Microsoft says state-backed Russian hackers accessed company emails: NPR

BOSTON — Russian state-backed hackers breached Microsoft’s email system and accessed the accounts of members of the company’s leadership team, as well as the accounts of employees on its cybersecurity and legal teams, the company said Friday.

Microsoft said in a blog post that the hack began in late November and was discovered on January 12. It said the same highly skilled Russian hacking team behind the SolarWinds hack was responsible.

The company said that a “very small percentage” of Microsoft accounts were accessed, and some emails and attached documents were stolen.

A company spokesperson said Microsoft had no immediate comment on how many or how many members of its senior leadership had their email accounts hacked. In a regulatory filing on Friday, Microsoft said it was able to remove hackers’ access to the compromised accounts on or around January 13.

“We are in the process of notifying employees whose email has been accessed,” Microsoft said, adding that its investigations indicate that the hackers were initially targeting email accounts to obtain information related to their activities.

The SEC requires companies to quickly disclose violations

Microsoft’s revelation comes a month after a new US Securities and Exchange Commission rule went into effect, forcing publicly traded companies to disclose violations that could negatively impact their businesses. It gives them four days to do so unless they obtain a national security waiver.

In a regulatory filing with the Securities and Exchange Commission on Friday, Microsoft said that “as of the date of this filing, the incident has not had a material impact” on its operations. It added, however, that it had not “determined whether the incident was reasonably likely to have a material impact” on its finances.

Microsoft, which is headquartered in Redmond, Washington, said hackers from Russia’s foreign intelligence agency SVR gained access by compromising credentials in an “old” test account, suggesting it contained outdated code. After gaining a foothold, they used account permissions to access the accounts of the senior leadership team and others. The brute force attack method used by hackers is called “password spraying.”

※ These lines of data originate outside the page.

//! Session progress: starting, advancing and rating.

use std::collections::HashSet;
use std::sync::Arc;

use chrono::{DateTime, Utc};
use tracing::{debug, info, warn};

use super::exercise::{attach_exercise, exercise_type_for, ExerciseBuilder};
use super::state::{SessionKind, SessionState};
use crate::config::SessionConfig;
use crate::error::{EngineError, Result};
use crate::pool::ReviewPool;
use crate::random::SeedSource;
use crate::repetition::RepetitionOrchestrator;
use crate::selector::{ItemSelector, SelectionContext};
use crate::sm2::Rating;
use crate::store::{DifficultyRepository, SessionRepository, StoreError};
use crate::types::{DeckId, ItemId, LanguagePair, SessionId, UserId};

/// Options for a new session
#[derive(Debug, Clone, PartialEq)]
pub struct SessionRequest {
    pub user: UserId,
    pub kind: SessionKind,
    /// Bind the session to a deck; pool mode when `None`
    pub deck: Option<DeckId>,
    pub languages: LanguagePair,
    /// Session size; the configured default when `None`
    pub size: Option<u32>,
}

/// Session state machine service
pub struct SessionProgress {
    sessions: Arc<dyn SessionRepository>,
    difficulty: Arc<dyn DifficultyRepository>,
    pool: Arc<ReviewPool>,
    selector: Arc<ItemSelector>,
    orchestrator: Arc<RepetitionOrchestrator>,
    exercises: Arc<dyn ExerciseBuilder>,
    seeds: Arc<SeedSource>,
    config: SessionConfig,
}

impl SessionProgress {
    #[allow(clippy::too_many_arguments)]
    pub fn new(
        sessions: Arc<dyn SessionRepository>,
        difficulty: Arc<dyn DifficultyRepository>,
        pool: Arc<ReviewPool>,
        selector: Arc<ItemSelector>,
        orchestrator: Arc<RepetitionOrchestrator>,
        exercises: Arc<dyn ExerciseBuilder>,
        seeds: Arc<SeedSource>,
        config: SessionConfig,
    ) -> Self {
        Self {
            sessions,
            difficulty,
            pool,
            selector,
            orchestrator,
            exercises,
            seeds,
            config,
        }
    }

    /// Start a session, closing any session the user still has open
    pub async fn start(&self, request: SessionRequest) -> Result<SessionState> {
        self.sessions.mark_all_finished(request.user).await?;
        self.difficulty
            .reset_session_repetitions(request.user)
            .await?;

        let mut session = SessionState::new(
            request.user,
            request.kind,
            request.deck,
            request.languages,
            request.size.unwrap_or(self.config.default_size),
        );
        self.sessions.create(&session).await?;
        session.version = 1;

        info!(
            session = %session.id,
            user = %session.owner,
            size = session.size_limit,
            pool = session.uses_pool(),
            "Session started"
        );
        Ok(session)
    }

    pub async fn session(&self, id: SessionId) -> Result<SessionState> {
        self.sessions
            .find(id)
            .await?
            .ok_or_else(|| EngineError::not_found("session", id))
    }

    /// Queue the next item.
    ///
    /// Returns the session unchanged when it cannot take another item (too
    /// many unrated, size reached, finished) or nothing is left to serve.
    pub async fn advance(&self, id: SessionId, now: DateTime<Utc>) -> Result<SessionState> {
        let mut session = self.session(id).await?;
        if !session.can_accept_next() {
            debug!(
                session = %id,
                unrated = session.unrated_item_count(),
                served = session.current_item_count(),
                "Session cannot accept another item"
            );
            return Ok(session);
        }

        if session.uses_pool() {
            self.pool
                .refresh(session.owner, &session.languages, now)
                .await?;
        }

        let ctx = SelectionContext::from_session(&session);
        let pending: HashSet<ItemId> = session.pending_ids().into_iter().collect();
        let next = self
            .selector
            .select(&ctx, 1, &session.languages, &pending, now)
            .await?
            .into_iter()
            .next();
        let Some(item) = next else {
            debug!(session = %id, "No item available to serve");
            return Ok(session);
        };

        let last_rating = self
            .difficulty
            .find_many(session.owner, &[item.id])
            .await?
            .into_iter()
            .find_map(|r| r.last_rating);
        let exercise_type = exercise_type_for(session.kind, last_rating, &self.seeds);
        let exercise =
            attach_exercise(self.exercises.as_ref(), session.owner, &item, exercise_type).await?;

        let mut retried = false;
        loop {
            if !session.push(item.id, exercise) {
                debug!(session = %id, item = %item.id, "Session filled up meanwhile, item dropped");
                return Ok(session);
            }
            match self.sessions.save(&session).await {
                Ok(()) => break,
                Err(StoreError::Conflict { .. }) if !retried => {
                    warn!(session = %id, "Concurrent session update, retrying from a fresh read");
                    retried = true;
                    session = self.session(id).await?;
                    if session.pending_ids().contains(&item.id) {
                        return Ok(session);
                    }
                }
                Err(err) => return Err(conflict(err)),
            }
        }
        session.version += 1;

        debug!(
            session = %id,
            item = %item.id,
            exercise = %exercise.exercise_type(),
            "Item queued"
        );
        Ok(session)
    }

    /// Rate a served item.
    ///
    /// Validation failures change nothing. The session mark is saved first;
    /// if applying the rating then fails, the mark is reverted. A revert that
    /// cannot be saved is returned as the error.
    pub async fn rate(
        &self,
        id: SessionId,
        item: ItemId,
        rating: Rating,
        now: DateTime<Utc>,
    ) -> Result<SessionState> {
        let mut retried = false;
        let (slot, finishes, mut marked) = loop {
            let before = self.session(id).await?;
            let mut marked = before.clone();
            marked.mark_rated(item, rating)?;
            let slot = before
                .unrated_slot(item)
                .ok_or_else(|| EngineError::not_found("session item", item))?;
            match self.sessions.save(&marked).await {
                Ok(()) => break (slot, marked.finished && !before.finished, marked),
                Err(StoreError::Conflict { .. }) if !retried => {
                    warn!(session = %id, "Concurrent session update, retrying from a fresh read");
                    retried = true;
                }
                Err(err) => return Err(conflict(err)),
            }
        };
        marked.version += 1;

        if let Err(err) = self
            .orchestrator
            .handle(marked.owner, item, rating, now)
            .await
        {
            warn!(session = %id, item = %item, error = %err, "Rating failed, reverting session mark");
            self.revert_mark(id, slot, item, finishes).await?;
            return Err(err);
        }

        if marked.finished {
            info!(session = %id, rated = marked.rated_item_count(), "Session finished");
        }
        Ok(marked)
    }

    /// Clear the mark left in `slot` on the current stored session, keeping
    /// whatever else was saved since. Reopens the session when the mark was
    /// what finished it.
    async fn revert_mark(&self, id: SessionId, slot: usize, item: ItemId, reopen: bool) -> Result<()> {
        let mut retried = false;
        loop {
            let mut session = self.session(id).await?;
            if !session.clear_rating(slot, item) {
                return Ok(());
            }
            if reopen {
                session.finished = false;
            }
            match self.sessions.save(&session).await {
                Ok(()) => return Ok(()),
                Err(StoreError::Conflict { .. }) if !retried => {
                    warn!(session = %id, "Concurrent session update while reverting, retrying");
                    retried = true;
                }
                Err(err) => {
                    warn!(session = %id, error = %err, "Failed to revert session mark");
                    return Err(conflict(err));
                }
            }
        }
    }
}

fn conflict(err: StoreError) -> EngineError {
    match err {
        StoreError::Conflict { entity, key } => EngineError::Conflict(format!("{} {}", entity, key)),
        other => other.into(),
    }
}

The threat actor uses one shared password to attempt to log in to multiple accounts. In a blog post in August, Microsoft described how its threat intelligence team discovered that the same Russian hacking team used this technique to try to steal credentials from at least 40 different global organizations through Microsoft Teams chats.

“The attack was not the result of a security vulnerability in Microsoft products or services,” the company said in the blog. “To date, there is no evidence that the threat actor has any access to customer environments, production systems, source code, or AI systems. We will notify customers if action is needed.”

Microsoft calls the hacking unit Midnight Blizzard. Before the threat actor designation was renewed last year, the group was called Nobelium. Cybersecurity company Mandiant, which is owned by Google, calls the group Cozy Bear.

In a 2021 blog post, Microsoft described the SolarWinds hacking campaign as “the most sophisticated attack on a nation-state in history.” In addition to US government agencies, including the Departments of Justice and Treasury, more than 100 private companies and research institutions were hacked, including software and communications providers.

The main focus of the SVR is intelligence gathering. It primarily targets governments, diplomats, think tanks, and IT service providers in the United States and Europe.